### TASK
All of the data must be returned exactly as given.

### MATERIAL PROVIDED
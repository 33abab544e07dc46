use crate::coverage::{coverage_for, Counter, CounterKind, Report};
use crate::nav::{NavFrame, NodeLevel};
use std::cmp::Ordering;

#[derive(Debug, Clone, Copy, PartialEq, Eq, Default)]
pub enum SortMode {
    #[default]
    NameAsc,
    CoverageAsc,
    CoverageDesc,
}

impl SortMode {
    pub fn next(self) -> Self {
        match self {
            Self::NameAsc => Self::CoverageAsc,
            Self::CoverageAsc => Self::CoverageDesc,
            Self::CoverageDesc => Self::NameAsc,
        }
    }

    /// Maps the configured initial sort key; anything but `coverage` sorts by name.
    pub fn from_key(key: &str) -> Self {
        match key.trim().to_ascii_lowercase().as_str() {
            "coverage" => Self::CoverageAsc,
            _ => Self::NameAsc,
        }
    }

    pub fn label(self) -> &'static str {
        match self {
            Self::NameAsc => "name asc",
            Self::CoverageAsc => "coverage asc",
            Self::CoverageDesc => "coverage desc",
        }
    }
}

/// Counter used for child-row percentages and coverage sorting.
pub fn next_counter(kind: CounterKind) -> CounterKind {
    match kind {
        CounterKind::Instruction => CounterKind::Branch,
        CounterKind::Branch => CounterKind::Line,
        _ => CounterKind::Instruction,
    }
}

#[derive(Debug, Clone, Default, PartialEq, Eq)]
pub struct FilterState {
    pub active: bool,
    pub query: String,
}

impl FilterState {
    pub fn label(&self) -> &str {
        if self.query.trim().is_empty() {
            "off"
        } else {
            &self.query
        }
    }
}

#[derive(Debug, Clone, PartialEq)]
pub struct Row {
    pub original_index: usize,
    pub name: String,
    pub coverage: f64,
}

/// Unfiltered, unsorted children of the node `frame` points at. Frames with
/// stale indices project to no rows.
pub fn child_rows(report: &Report, frame: &NavFrame, counter: CounterKind) -> Vec<Row> {
    match frame.level {
        NodeLevel::Report => report
            .packages
            .iter()
            .enumerate()
            .map(|(ix, package)| Row {
                original_index: ix,
                name: package.name.clone(),
                coverage: coverage_for(&package.counters, counter),
            })
            .collect(),
        NodeLevel::Package => report
            .packages
            .get(frame.package_ix)
            .map(|package| {
                package
                    .classes
                    .iter()
                    .enumerate()
                    .map(|(ix, class)| Row {
                        original_index: ix,
                        name: class.name.clone(),
                        coverage: coverage_for(&class.counters, counter),
                    })
                    .collect()
            })
            .unwrap_or_default(),
        NodeLevel::Class => report
            .packages
            .get(frame.package_ix)
            .and_then(|package| package.classes.get(frame.class_ix))
            .map(|class| {
                class
                    .methods
                    .iter()
                    .enumerate()
                    .map(|(ix, method)| Row {
                        original_index: ix,
                        name: method.display_name(),
                        coverage: coverage_for(&method.counters, counter),
                    })
                    .collect()
            })
            .unwrap_or_default(),
    }
}

/// Counters of the node `frame` points at; empty for stale frames.
pub fn node_counters<'a>(report: &'a Report, frame: &NavFrame) -> &'a [Counter] {
    match frame.level {
        NodeLevel::Report => &report.counters,
        NodeLevel::Package => report
            .packages
            .get(frame.package_ix)
            .map(|package| package.counters.as_slice())
            .unwrap_or_default(),
        NodeLevel::Class => report
            .packages
            .get(frame.package_ix)
            .and_then(|package| package.classes.get(frame.class_ix))
            .map(|class| class.counters.as_slice())
            .unwrap_or_default(),
    }
}

/// Keeps rows whose name contains `query`, case-insensitively.
pub fn filter_rows(rows: Vec<Row>, query: &str) -> Vec<Row> {
    let query = query.trim().to_lowercase();
    if query.is_empty() {
        return rows;
    }
    rows.into_iter()
        .filter(|row| row.name.to_lowercase().contains(&query))
        .collect()
}

/// Stable sort; coverage modes break ties by ascending name.
pub fn sort_rows(rows: &mut [Row], mode: SortMode) {
    match mode {
        SortMode::NameAsc => rows.sort_by(|a, b| a.name.cmp(&b.name)),
        SortMode::CoverageAsc => rows.sort_by(|a, b| {
            cmp_coverage(a.coverage, b.coverage).then_with(|| a.name.cmp(&b.name))
        }),
        SortMode::CoverageDesc => rows.sort_by(|a, b| {
            cmp_coverage(b.coverage, a.coverage).then_with(|| a.name.cmp(&b.name))
        }),
    }
}

fn cmp_coverage(a: f64, b: f64) -> Ordering {
    a.partial_cmp(&b).unwrap_or(Ordering::Equal)
}

/// The rows a frame shows: projected from the live model, filtered, sorted.
pub fn visible_rows(
    report: &Report,
    frame: &NavFrame,
    counter: CounterKind,
    filter: &FilterState,
    sort: SortMode,
) -> Vec<Row> {
    let mut rows = filter_rows(child_rows(report, frame, counter), &filter.query);
    sort_rows(&mut rows, sort);
    rows
}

### FINISHED TASK
repository 33abab544e07dc46
use crate::coverage::{coverage_for, Counter, CounterKind, Report};
use crate::nav::{NavFrame, NodeLevel};
use std::cmp::Ordering;

#[derive(Debug, Clone, Copy, PartialEq, Eq, Default)]
pub enum SortMode {
    #[default]
    NameAsc,
    CoverageAsc,
    CoverageDesc,
}

impl SortMode {
    pub fn next(self) -> Self {
        match self {
            Self::NameAsc => Self::CoverageAsc,
            Self::CoverageAsc => Self::CoverageDesc,
            Self::CoverageDesc => Self::NameAsc,
        }
    }

    /// Maps the configured initial sort key; anything but `coverage` sorts by name.
    pub fn from_key(key: &str) -> Self {
        match key.trim().to_ascii_lowercase().as_str() {
            "coverage" => Self::CoverageAsc,
            _ => Self::NameAsc,
        }
    }

    pub fn label(self) -> &'static str {
        match self {
            Self::NameAsc => "name asc",
            Self::CoverageAsc => "coverage asc",
            Self::CoverageDesc => "coverage desc",
        }
    }
}

/// Counter used for child-row percentages and coverage sorting.
pub fn next_counter(kind: CounterKind) -> CounterKind {
    match kind {
        CounterKind::Instruction => CounterKind::Branch,
        CounterKind::Branch => CounterKind::Line,
        _ => CounterKind::Instruction,
    }
}

#[derive(Debug, Clone, Default, PartialEq, Eq)]
pub struct FilterState {
    pub active: bool,
    pub query: String,
}

impl FilterState {
    pub fn label(&self) -> &str {
        if self.query.trim().is_empty() {
            "off"
        } else {
            &self.query
        }
    }
}

#[derive(Debug, Clone, PartialEq)]
pub struct Row {
    pub original_index: usize,
    pub name: String,
    pub coverage: f64,
}

/// Unfiltered, unsorted children of the node `frame` points at. Frames with
/// stale indices project to no rows.
pub fn child_rows(report: &Report, frame: &NavFrame, counter: CounterKind) -> Vec<Row> {
    match frame.level {
        NodeLevel::Report => report
            .packages
            .iter()
            .enumerate()
            .map(|(ix, package)| Row {
                original_index: ix,
                name: package.name.clone(),
                coverage: coverage_for(&package.counters, counter),
            })
            .collect(),
        NodeLevel::Package => report
            .packages
            .get(frame.package_ix)
            .map(|package| {
                package
                    .classes
                    .iter()
                    .enumerate()
                    .map(|(ix, class)| Row {
                        original_index: ix,
                        name: class.name.clone(),
                        coverage: coverage_for(&class.counters, counter),
                    })
                    .collect()
            })
            .unwrap_or_default(),
        NodeLevel::Class => report
            .packages
            .get(frame.package_ix)
            .and_then(|package| package.classes.get(frame.class_ix))
            .map(|class| {
                class
                    .methods
                    .iter()
                    .enumerate()
                    .map(|(ix, method)| Row {
                        original_index: ix,
                        name: method.display_name(),
                        coverage: coverage_for(&method.counters, counter),
                    })
                    .collect()
            })
            .unwrap_or_default(),
    }
}

/// Counters of the node `frame` points at; empty for stale frames.
pub fn node_counters<'a>(report: &'a Report, frame: &NavFrame) -> &'a [Counter] {
    match frame.level {
        NodeLevel::Report => &report.counters,
        NodeLevel::Package => report
            .packages
            .get(frame.package_ix)
            .map(|package| package.counters.as_slice())
            .unwrap_or_default(),
        NodeLevel::Class => report
            .packages
            .get(frame.package_ix)
            .and_then(|package| package.classes.get(frame.class_ix))
            .map(|class| class.counters.as_slice())
            .unwrap_or_default(),
    }
}

/// Keeps rows whose name contains `query`, case-insensitively.
pub fn filter_rows(rows: Vec<Row>, query: &str) -> Vec<Row> {
    let query = query.trim().to_lowercase();
    if query.is_empty() {
        return rows;
    }
    rows.into_iter()
        .filter(|row| row.name.to_lowercase().contains(&query))
        .collect()
}

/// Stable sort; coverage modes break ties by ascending name.
pub fn sort_rows(rows: &mut [Row], mode: SortMode) {
    match mode {
        SortMode::NameAsc => rows.sort_by(|a, b| a.name.cmp(&b.name)),
        SortMode::CoverageAsc => rows.sort_by(|a, b| {
            cmp_coverage(a.coverage, b.coverage).then_with(|| a.name.cmp(&b.name))
        }),
        SortMode::CoverageDesc => rows.sort_by(|a, b| {
            cmp_coverage(b.coverage, a.coverage).then_with(|| a.name.cmp(&b.name))
        }),
    }
}

fn cmp_coverage(a: f64, b: f64) -> Ordering {
    a.partial_cmp(&b).unwrap_or(Ordering::Equal)
}

/// The rows a frame shows: projected from the live model, filtered, sorted.
pub fn visible_rows(
    report: &Report,
    frame: &NavFrame,
    counter: CounterKind,
    filter: &FilterState,
    sort: SortMode,
) -> Vec<Row> {
    let mut rows = filter_rows(child_rows(report, frame, counter), &filter.query);
    sort_rows(&mut rows, sort);
    rows
}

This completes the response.